Splenic lymphocytes of BALB/c mice immunized with a glycoprotein-enriched fraction of human ovarian adenocarcinoma were fused with the mouse myeloma cell line P3/NS1/1-Ag4 in the presence of polyethylene glycol (Mr 4,000). The hybrid cultures were screened in an indirect solid-phase radioimmunoassay for the production of relevant antibodies. Hybrids that produced antibodies which bound to the glycoprotein-enriched fractions of ovarian tumors but not to the similar fractions prepared from pooled normal ovary or sera were cloned twice by the limiting dilution method. Two such clones designated 4F4 and 7A10 were expanded in culture and also were grown in mice as ascitic tumors. The immunoglobulin isotype of the clones was of immunoglobulin G1 subclass with kappa light chains. Immunoprecipitation followed by sodium dodecyl sulfate-polyacrylamide gel electrophoresis was used to detect the target antigen in 125I-labeled glycoprotein-enriched fractions of ovarian tumors. A single-chain Mr 48,000 peptide was identified by both clones 4F4 and 7A10. This antigen, which showed binding to concanavalin A-Sepharose, was designated gp48. Monoclonal antibodies against gp48 reacted significantly in radioimmunoassay to approximately 90% of human ovarian tumors and 60% of other tumors, both benign and malignant, but not to normal adult tissues or sera.
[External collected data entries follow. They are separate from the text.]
/// Whether a line is a top-level import/export statement that should become
/// its own single-line config chunk.
fn is_config_statement(language: Language, line: &str) -> bool {
    let trimmed = line.trim_start();
    match language {
        Language::TypeScript | Language::JavaScript => {
            (trimmed.starts_with("import ") || trimmed.starts_with("import{"))
                || (trimmed.starts_with("export ")
                    && (trimmed.starts_with("export {")
                        || trimmed.starts_with("export *")
                        || trimmed.starts_with("export default {")))
        }
        Language::Python => trimmed.starts_with("import ") || trimmed.starts_with("from "),
        Language::Rust => trimmed.starts_with("use ") || trimmed.starts_with("pub use "),
        Language::Go => trimmed.starts_with("import \""),
        _ => false,
    }
}

// ============================================================================
// Chunker
// ============================================================================

/// Commit and co-change context attached to every chunk of a file.
#[derive(Debug, Clone, Default)]
pub struct ChunkContext {
    pub last_commit: Option<CommitInfo>,
    pub co_change_files: Vec<String>,
}

/// Splits file content into ordered semantic chunks.
#[derive(Debug, Clone, Default)]
pub struct Chunker;

impl Chunker {
    pub fn new() -> Self {
        Self
    }

    /// Chunk a file's content. Output order follows line order; chunk ids and
    /// hashes are deterministic for identical input bytes.
    pub fn chunk_file(&self, path: &str, content: &str, context: &ChunkContext) -> Vec<CodeChunk> {
        let language = Language::from_path(path);
        let lines: Vec<&str> = content.lines().collect();

        let mut spans = if language.is_brace_delimited() {
            self.brace_spans(language, &lines)
        } else if language.is_indent_delimited() {
            self.indent_spans(language, &lines)
        } else if language == Language::Markdown {
            self.markdown_spans(&lines)
        } else {
            self.window_spans(language, &lines)
        };

        // A file that yields no chunk falls back to one chunk covering it all.
        if spans.is_empty() && lines.iter().any(|l| !l.trim().is_empty()) {
            spans.push(Span {
                start: 1,
                end: lines.len(),
                symbol: None,
                kind: ChunkKind::Generic,
            });
        }

        spans
            .into_iter()
            .map(|span| self.materialize(path, language, &lines, span, context))
            .collect()
    }

    fn materialize(
        &self,
        path: &str,
        language: Language,
        lines: &[&str],
        span: Span,
        context: &ChunkContext,
    ) -> CodeChunk {
        let content = lines[span.start - 1..span.end].join("\n");
        CodeChunk {
            chunk_id: CodeChunk::id_for(path, span.start),
            content_hash: CodeChunk::hash_content(&content),
            file_path: path.to_string(),
            symbol_name: span.symbol,
            kind: span.kind,
            start_line: span.start,
            end_line: span.end,
            imports: extract_imports(language, &content),
            exports: extract_exports(language, &content),
            calls: extract_calls(&content),
            called_by: Vec::new(),
            data_flow: Vec::new(),
            language,
            complexity: complexity_of(&content),
            co_change_files: context.co_change_files.clone(),
            last_commit: context.last_commit.clone(),
            embedding: None,
            indexed_at: 0,
            content,
        }
    }

    // ------------------------------------------------------------------
    // Brace languages
    // ------------------------------------------------------------------

    fn brace_spans(&self, language: Language, lines: &[&str]) -> Vec<Span> {
        let mut spans = Vec::new();
        let mut depth: i64 = 0;
        let mut open: Option<(usize, i64, Option<String>, ChunkKind)> = None;

        for (idx, raw) in lines.iter().enumerate() {
            let line_no = idx + 1;
            let line = strip_line_comment(raw);

            if open.is_none() {
                if depth == 0 && is_config_statement(language, &line) {
                    spans.push(Span {
                        start: line_no,
                        end: line_no,
                        symbol: None,
                        kind: ChunkKind::Config,
                    });
                    depth += brace_delta(&line);
                    continue;
                }

                if let Some((symbol, kind)) = match_brace_declaration(language, &line) {
                    // One-line arrow functions never open a brace scope.
                    if kind == ChunkKind::Function
                        && line.contains("=>")
                        && !line.contains('{')
                    {
                        spans.push(Span {
                            start: line_no,
                            end: line_no,
                            symbol: Some(symbol),
                            kind,
                        });
                        continue;
                    }
                    open = Some((line_no, depth, Some(symbol), kind));
                }
            }

            depth += brace_delta(&line);

            if let Some((start, open_depth)) = open.as_ref().map(|(s, d, _, _)| (*s, *d)) {
                if depth <= open_depth && line.contains('}') {
                    let (start, _, symbol, kind) = open.take().expect("chunk is open");
                    spans.push(Span {
                        start,
                        end: line_no,
                        symbol,
                        kind,
                    });
                } else if depth <= open_depth && line_no > start && line.trim().ends_with(';') {
                    // Declaration that never opened a body (e.g. an interface
                    // method signature matched too eagerly).
                    open = None;
                }
            }
        }

        // Unterminated block at EOF closes at the last line.
        if let Some((start, _, symbol, kind)) = open {
            spans.push(Span {
                start,
                end: lines.len(),
                symbol,
                kind,
            });
        }

        spans
    }

    // ------------------------------------------------------------------
    // Indent languages
    // ------------------------------------------------------------------

    fn indent_spans(&self, language: Language, lines: &[&str]) -> Vec<Span> {
        let mut spans = Vec::new();
        let mut open: Option<(usize, usize, Option<String>, ChunkKind)> = None;

        for (idx, raw) in lines.iter().enumerate() {
            let line_no = idx + 1;
            let trimmed = raw.trim_start();
            let blank = trimmed.is_empty();
            let comment = trimmed.starts_with('#');
            let indent = raw.len() - trimmed.len();

            if let Some((start, open_indent)) = open.as_ref().map(|(s, i, _, _)| (*s, *i)) {
                // Close when indentation returns to <= the opening indent on
                // a non-comment, non-blank line.
                if !blank && !comment && indent <= open_indent && line_no > start {
                    let (start, _, symbol, kind) = open.take().expect("chunk is open");
                    // Back up over trailing blank lines.
                    let mut end = idx;
                    while end > start && lines[end - 1].trim().is_empty() {
                        end -= 1;
                    }
                    spans.push(Span {
                        start,
                        end,
                        symbol,
                        kind,
                    });
                }
            }

            if open.is_none() && !blank && !comment {
                if let Some(cap) = PY_DECL.captures(raw) {
                    let kind = if &cap[2] == "class" {
                        ChunkKind::Class
                    } else {
                        ChunkKind::Function
                    };
                    open = Some((line_no, cap[1].len(), Some(cap[3].to_string()), kind));
                } else if indent == 0 && is_config_statement(language, raw) {
                    spans.push(Span {
                        start: line_no,
                        end: line_no,
                        symbol: None,
                        kind: ChunkKind::Config,
                    });
                }
            }
        }

        if let Some((start, _, symbol, kind)) = open {
            let mut end = lines.len();
            while end > start && lines[end - 1].trim().is_empty() {
                end -= 1;
            }
            spans.push(Span {
                start,
                end,
                symbol,
                kind,
            });
        }

        spans
    }

    // ------------------------------------------------------------------
    // Markdown
    // ------------------------------------------------------------------

    fn markdown_spans(&self, lines: &[&str]) -> Vec<Span> {
        let mut boundaries: Vec<(usize, Option<String>)> = Vec::new();
        for (idx, line) in lines.iter().enumerate() {
            if let Some(cap) = MD_HEADING.captures(line) {
                boundaries.push((idx + 1, Some(cap[2].trim().to_string())));
            }
        }

        let mut spans = Vec::new();
        if boundaries.is_empty() {
            return spans;
        }

        // Preamble before the first heading.
        if boundaries[0].0 > 1 {
            spans.push(Span {
                start: 1,
                end: boundaries[0].0 - 1,
                symbol: None,
                kind: ChunkKind::Documentation,
            });
        }

        for (i, (start, symbol)) in boundaries.iter().enumerate() {
            let end = boundaries
                .get(i + 1)
                .map(|(next, _)| next - 1)
                .unwrap_or(lines.len());
            spans.push(Span {
                start: *start,
                end,
                symbol: symbol.clone(),
                kind: ChunkKind::Documentation,
            });
        }

        spans
    }

    // ------------------------------------------------------------------
    // Unknown languages: fixed windows
    // ------------------------------------------------------------------

    fn window_spans(&self, language: Language, lines: &[&str]) -> Vec<Span> {
        let kind = match language {
            Language::Json | Language::Yaml | Language::Toml => ChunkKind::Config,
            _ => ChunkKind::Generic,
        };

        let mut spans = Vec::new();
        let mut start = 1usize;
        while start <= lines.len() {
            let end = (start + GENERIC_WINDOW_LINES - 1).min(lines.len());
            // Skip windows that are entirely blank.
            if lines[start - 1..end].iter().any(|l| !l.trim().is_empty()) {
                spans.push(Span {
                    start,
                    end,
                    symbol: None,
                    kind,
                });
            }
            start = end + 1;
        }
        spans
    }
}

#[derive(Debug, Clone)]
struct Span {
    start: usize,
    end: usize,
    symbol: Option<String>,
    kind: ChunkKind,
}

fn match_brace_declaration(language: Language, line: &str) -> Option<(String, ChunkKind)> {
    match language {
        Language::TypeScript | Language::JavaScript => {
            if let Some(cap) = TS_CLASS.captures(line) {
                return Some((cap[1].to_string(), ChunkKind::Class));
            }
            if let Some(cap) = TS_FUNCTION.captures(line) {
                return Some((cap[1].to_string(), ChunkKind::Function));
            }
            if let Some(cap) = TS_ARROW.captures(line) {
                return Some((cap[1].to_string(), ChunkKind::Function));
            }
            None
        }
        Language::Rust => {
            if let Some(cap) = RS_FUNCTION.captures(line) {
                return Some((cap[1].to_string(), ChunkKind::Function));
            }
            if let Some(cap) = RS_CLASS.captures(line) {
                let name = cap.get(1).or_else(|| cap.get(2))?;
                return Some((name.as_str().to_string(), ChunkKind::Class));
            }
            None
        }
        Language::Go => {
            if let Some(cap) = GO_FUNCTION.captures(line) {
                return Some((cap[1].to_string(), ChunkKind::Function));
            }
            if let Some(cap) = GO_CLASS.captures(line) {
                return Some((cap[1].to_string(), ChunkKind::Class));
            }
            None
        }
        Language::Java
        | Language::CSharp
        | Language::Cpp
        | Language::C
        | Language::Php
        | Language::Swift
        | Language::Kotlin => {
            if let Some(cap) = C_LIKE_CLASS.captures(line) {
                return Some((cap[1].to_string(), ChunkKind::Class));
            }
            if let Some(cap) = C_LIKE_FUNCTION.captures(line) {
                return Some((cap[1].to_string(), ChunkKind::Function));
            }
            None
        }
        _ => None,
    }
}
Quantitative absorption analyses indicated that although the antigen was present in small amounts in some normal adult tissues such as cervix and intestine, it was present in much higher concentrations in most ovarian tumors, in some other tumors, and in fetal intestine and liver. Immunoperoxidase staining of formalin-fixed paraffin-embedded sections of solid ovarian adenocarcinomas revealed strong epithelial reactivity. Monoclonal antibodies to gp48 may be of value for the follow-up and immunotherapy of a variety of human tumors.